Polyarteritis Nodosa (PAN)

Description

Polyarteritis Nodosa (PAN) is a rare, serious autoimmune disorder that affects small and medium-sized arteries throughout the body. It causes inflammation and damage to the blood vessel walls, leading to a range of symptoms depending on which organs are affected. This blog provides a comprehensive overview of PAN, covering its causes, symptoms, diagnosis, management, and strategies for thriving with this condition.

Genes Involved

While there is no specific gene associated with PAN, certain genetic factors may influence susceptibility to developing the condition. Research suggests that HLA genes, involved in the immune system, may play a role in PAN development.

Recognizing the Signs and Symptoms

PAN‘s symptoms can vary depending on which organs are affected.

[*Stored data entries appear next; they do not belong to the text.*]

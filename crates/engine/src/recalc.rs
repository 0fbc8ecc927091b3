//! Recalculation types and reporting.
//!
//! This module defines the types used for ordered recomputation and cycle
//! detection: the evaluation plan produced by the dependency graph, and
//! the per-edit report handed back to front ends for redrawing.

use serde::Serialize;

use crate::formula::eval::Value;
use crate::name::CellName;

/// Evaluation plan for one recalculation.
///
/// Produced by [`DepGraph::recalc_plan`](crate::dep_graph::DepGraph::recalc_plan)
/// for an edit, or [`DepGraph::plan_for`](crate::dep_graph::DepGraph::plan_for)
/// for a full pass.
#[derive(Debug, Clone, Default)]
pub struct RecalcPlan {
    /// Cells to evaluate, in topological order: every cell appears after
    /// all cells it depends on. Includes cells downstream of a cycle
    /// (they evaluate normally and propagate the cycle error).
    pub order: Vec<CellName>,

    /// Cells on a dependency cycle, sorted by name. These are never
    /// evaluated; they are assigned the circular-reference error directly.
    pub cycle: Vec<CellName>,
}

/// One entry in a recalculation report: a cell and its new result.
#[derive(Debug, Clone, PartialEq, Serialize)]
pub struct CellChange {
    pub name: CellName,
    pub value: Value,
}

/// Report from one edit-and-recalculate cycle.
///
/// `changes` is what a front end needs to redraw: the edited cell first
/// (always present, even if its value is unchanged), then every affected
/// cell whose value actually changed, in evaluation order.
#[derive(Debug, Clone, Default)]
pub struct RecalcReport {
    /// Ordered value changes for redrawing.
    pub changes: Vec<CellChange>,

    /// Number of cells that were recomputed (changed or not).
    pub cells_recomputed: usize,

    /// True if a dependency cycle was present during this recalculation.
    pub had_cycles: bool,

    /// Cells participating in cycles, sorted by name.
    pub cycle_cells: Vec<CellName>,

    /// Time taken for the full edit-and-recalculate cycle in milliseconds.
    pub duration_ms: u64,
}

impl RecalcReport {
    /// Create a new empty report.
    pub fn new() -> Self {
        Self::default()
    }

    /// Look up the reported value for a cell, if it changed.
    pub fn value_of(&self, name: &CellName) -> Option<Value> {
        self.changes
            .iter()
            .find(|c| &c.name == name)
            .map(|c| c.value)
    }

    /// Format as a concise one-line summary for diagnostics.
    pub fn summary(&self) -> String {
        format!(
            "{} cells in {}ms, changed={}, cycles={}",
            self.cells_recomputed,
            self.duration_ms,
            self.changes.len(),
            self.had_cycles,
        )
    }

    /// Format as a one-line log entry.
    ///
    /// Format: `[recalc] 14ms  628 cells  changed=12  cycles=0`
    pub fn log_line(&self) -> String {
        format!(
            "[recalc] {:>4}ms  {} cells  changed={}  cycles={}",
            self.duration_ms,
            self.cells_recomputed,
            self.changes.len(),
            self.cycle_cells.len(),
        )
    }
}

/// Report when cycle detection finds a circular reference.
#[derive(Debug, Clone)]
pub struct CycleReport {
    /// Cells participating in the cycle.
    /// May be a subset for large cycles.
    pub cells: Vec<CellName>,

    /// Human-readable description of the cycle.
    pub message: String,
}

impl CycleReport {
    /// Create a new cycle report.
    pub fn new(cells: Vec<CellName>, message: impl Into<String>) -> Self {
        Self {
            cells,
            message: message.into(),
        }
    }

    /// Create a cycle report for a self-referencing cell.
    pub fn self_reference(cell: CellName) -> Self {
        let message = format!("Cell {} references itself", cell);
        Self {
            cells: vec![cell],
            message,
        }
    }

    /// Create a cycle report for a multi-cell cycle.
    pub fn cycle(cells: Vec<CellName>) -> Self {
        let names: Vec<&str> = cells.iter().map(|c| c.as_str()).collect();
        let message = if cells.len() <= 5 {
            format!("Circular reference: {}", names.join(" -> "))
        } else {
            format!(
                "Circular reference involving {} cells: {} -> ... -> {}",
                cells.len(),
                names[0],
                names.last().unwrap()
            )
        };
        Self { cells, message }
    }
}

impl std::fmt::Display for CycleReport {
    fn fmt(&self, f: &mut std::fmt::Formatter<'_>) -> std::fmt::Result {
        write!(f, "{}", self.message)
    }
}

impl std::error::Error for CycleReport {}
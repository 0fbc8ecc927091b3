//! Reference extraction from formula AST.
//!
//! Extracts the set of cell names a formula reads, for dependency graph
//! construction. Constants were already folded to literals by the parser
//! and function names live only on `Call` nodes, so every `Ref` leaf is a
//! genuine cell reference.

use rustc_hash::FxHashSet;

use crate::name::CellName;

use super::parser::Expr;

/// Extract all cell references from an expression.
///
/// Duplicate references collapse to one set membership - the graph has no
/// multi-edges.
pub fn extract_refs(expr: &Expr) -> FxHashSet<CellName> {
    let mut refs = FxHashSet::default();
    collect_refs(expr, &mut refs);
    refs
}

fn collect_refs(expr: &Expr, refs: &mut FxHashSet<CellName>) {
    match expr {
        Expr::Number(_) => {}
        Expr::Ref(name) => {
            refs.insert(name.clone());
        }
        Expr::Call { args, .. } => {
            for arg in args {
                collect_refs(arg, refs);
            }
        }
        Expr::BinaryOp { left, right, .. } => {
            collect_refs(left, refs);
            collect_refs(right, refs);
        }
    }
}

Some common signs include:

  • Fever: A persistent, unexplained fever is a hallmark symptom of PAN.
  • Muscle and joint pain: This may be accompanied by tenderness and stiffness, especially in the legs and arms.
  • Skin problems: Skin lesions, such as nodules, ulcers, or purpura (red-purple spots), may appear.
  • Gastrointestinal issues: Abdominal pain, nausea, vomiting, and diarrhea can occur due to inflammation in the digestive tract.
  • Nervous system problems: Headache, numbness, tingling, and weakness in the limbs are possible due to blood vessel damage in the brain and spinal cord.
  • Kidney problems: Inflammation of the kidneys can lead to high blood pressure and decreased kidney function.
  • Eye problems: Vision changes, double vision, and pain in the eyes can occur due to inflammation of the blood vessels in the eyes.

Causes

The exact cause of PAN is unknown, but it is believed to be an autoimmune disorder where the body‘s immune system mistakenly attacks its own blood vessels. Some potential triggers include:

  • Viral infections: Certain viruses, such as hepatitis B and C, have been linked to PAN.
  • Medications: Some drugs, including penicillin and interferon-alpha, have been associated with PAN as a side effect.
  • Underlying conditions: Conditions like lupus, rheumatoid arthritis, and inflammatory bowel disease may increase the risk of developing PAN.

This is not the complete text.